VSA-1 is a semisynthetic saponin adjuvant prepared from naturally occurring Momordica saponin and capable of stimulating antigen-specific humoral and cellular immune responses. Its immunostimulating activity in enhancing the immune responses induced by the clinical glycoconjugate pneumococcal vaccine PCV13 is compared with QS-21 in female BALB/c mice. Both VSA-1 and QS-21 boosted IgG and opsonic antibodies titers against seven selected serotypes, including serotypes 3, 14, and 19A that are involved in most PCV13 breakthroughs. Since VSA-1 is much more accessible and of lower toxicity than QS-21, it can be a practical saponin immunostimulant to be included in a new glycoconjugate pneumococcal vaccine formulation.

Introduction

Streptococcus pneumoniae is a leading cause of bacterial pneumonia and meningitis, accounting for an estimated 660,000 lower respiratory tract infection-related deaths and 9,600 meningitis-related deaths in adults aged >50 years of age globally each year (1).
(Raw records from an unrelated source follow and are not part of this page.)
//! Domain types shared by every pipeline stage.
//!
//! - [`Subsystem`]: the closed set of market regions a report is split by
//! - [`HourOfDay`]: canonical `HH:00:00` hour label
//! - [`PriceRecord`]: one normalized (subsystem, date, hour, node) price row

use chrono::NaiveDate;
use serde::{Deserialize, Serialize};
use std::fmt;
use std::str::FromStr;

/// Market subsystem. The portal exports one report per subsystem.
#[derive(Debug, Clone, Copy, PartialEq, Eq, Hash, PartialOrd, Ord, Serialize, Deserialize)]
pub enum Subsystem {
    /// Sistema Interconectado Nacional.
    #[serde(rename = "SIN")]
    Sin,
    /// Baja California.
    #[serde(rename = "BCA")]
    Bca,
    /// Baja California Sur.
    #[serde(rename = "BCS")]
    Bcs,
}

impl Subsystem {
    /// Every subsystem, in the order reports are requested and merged.
    pub const ALL: [Subsystem; 3] = [Subsystem::Sin, Subsystem::Bca, Subsystem::Bcs];

    /// Portal identifier, also used in artifact names and the `Sistema` column.
    pub fn as_str(&self) -> &'static str {
        match self {
            Subsystem::Sin => "SIN",
            Subsystem::Bca => "BCA",
            Subsystem::Bcs => "BCS",
        }
    }
}

impl fmt::Display for Subsystem {
    fn fmt(&self, f: &mut fmt::Formatter<'_>) -> fmt::Result {
        f.write_str(self.as_str())
    }
}

impl FromStr for Subsystem {
    type Err = String;

    fn from_str(s: &str) -> Result<Self, Self::Err> {
        match s.trim().to_ascii_uppercase().as_str() {
            "SIN" => Ok(Subsystem::Sin),
            "BCA" => Ok(Subsystem::Bca),
            "BCS" => Ok(Subsystem::Bcs),
            other => Err(format!("unknown subsystem: {other}")),
        }
    }
}

/// Canonical hour-of-day label, always one of `00:00:00` ..= `23:00:00`.
#[derive(Debug, Clone, Copy, PartialEq, Eq, Hash, PartialOrd, Ord)]
pub struct HourOfDay(u8);

impl HourOfDay {
    /// Map a source hour to its canonical label.
    ///
    /// Hours 1-23 keep their value. Hour 24 (the interval ending at midnight)
    /// and anything outside 1-24 map to `00:00:00`.
    pub fn from_source_hour(hour: i64) -> Self {
        if (1..=23).contains(&hour) {
            HourOfDay(hour as u8)
        } else {
            HourOfDay(0)
        }
    }

    pub fn hour(&self) -> u8 {
        self.0
    }
}

impl fmt::Display for HourOfDay {
    fn fmt(&self, f: &mut fmt::Formatter<'_>) -> fmt::Result {
        write!(f, "{:02}:00:00", self.0)
    }
}

impl Serialize for HourOfDay {
    fn serialize<S: serde::Serializer>(&self, serializer: S) -> Result<S::Ok, S::Error> {
        serializer.collect_str(self)
    }
}

/// Shorthand for [`HourOfDay::from_source_hour`] rendered as a string.
pub fn canonical_hour(hour: i64) -> String {
    HourOfDay::from_source_hour(hour).to_string()
}

/// A normalized price row.
///
/// Prices are in $/MWh. The marginal price is expected to equal the sum of its
/// three components up to rounding; see [`PriceRecord::component_residual`].
#[derive(Debug, Clone, PartialEq)]
pub struct PriceRecord {
    pub subsystem: Subsystem,
    pub date: NaiveDate,
    /// Hour as reported by the source (1-24 expected).
    pub hour: i64,
    /// Canonical label derived from `hour`.
    pub hora: HourOfDay,
    pub node: String,
    pub pml: f64,
    pub energy: f64,
    pub loss: f64,
    pub congestion: f64,
}

impl PriceRecord {
    /// `pml - (energy + loss + congestion)`.
    pub fn component_residual(&self) -> f64 {
        self.pml - (self.energy + self.loss + self.congestion)
    }
}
Mortality rates are high especially in the very young, elderly, and immunocompromised individuals. Vaccines can be an effective way to prevent infections by S. pneumoniae, including drug-resistant strains. There are two types of clinical pneumococcal vaccines: pneumococcal polysaccharide vaccine (e.g., PPV23, composed of purified pneumococcal capsular polysaccharides (CPS) of 23 serotypes of S. pneumoniae) and pneumococcal glycoconjugate vaccine (e.g., PCV13, composed of purified CPS of 13 serotypes of S. pneumoniae individually conjugated to diphtheria toxin protein carrier CRM197) (2, 3). However, both vaccines have limitations (2–8), for example, PPV23 is not effective in children younger than 2 years old, and only 60-70% effective against invasive disease (9). The use of PCV13 substantially reduced invasive pneumococcal disease (IPD) caused by PCV13 vaccine serotypes in all age groups, but the reductions of IPD in each of the 13 vaccine serotypes of PCV13 varied among serotypes. PCV13’s effectiveness against serotype 3 was not significant (10), and most vaccine breakthroughs in children involve serotype 3 (4, 11–13), and there are also cases involving serotypes 14 and 19A (14–17). In addition, immunosenescence is a noticeable issue with current pneumococcal vaccines; PCV13 is 75% effective against IPD in adults older than 65 years. It is therefore desirable to improve the efficacy of glycoconjugate vaccines.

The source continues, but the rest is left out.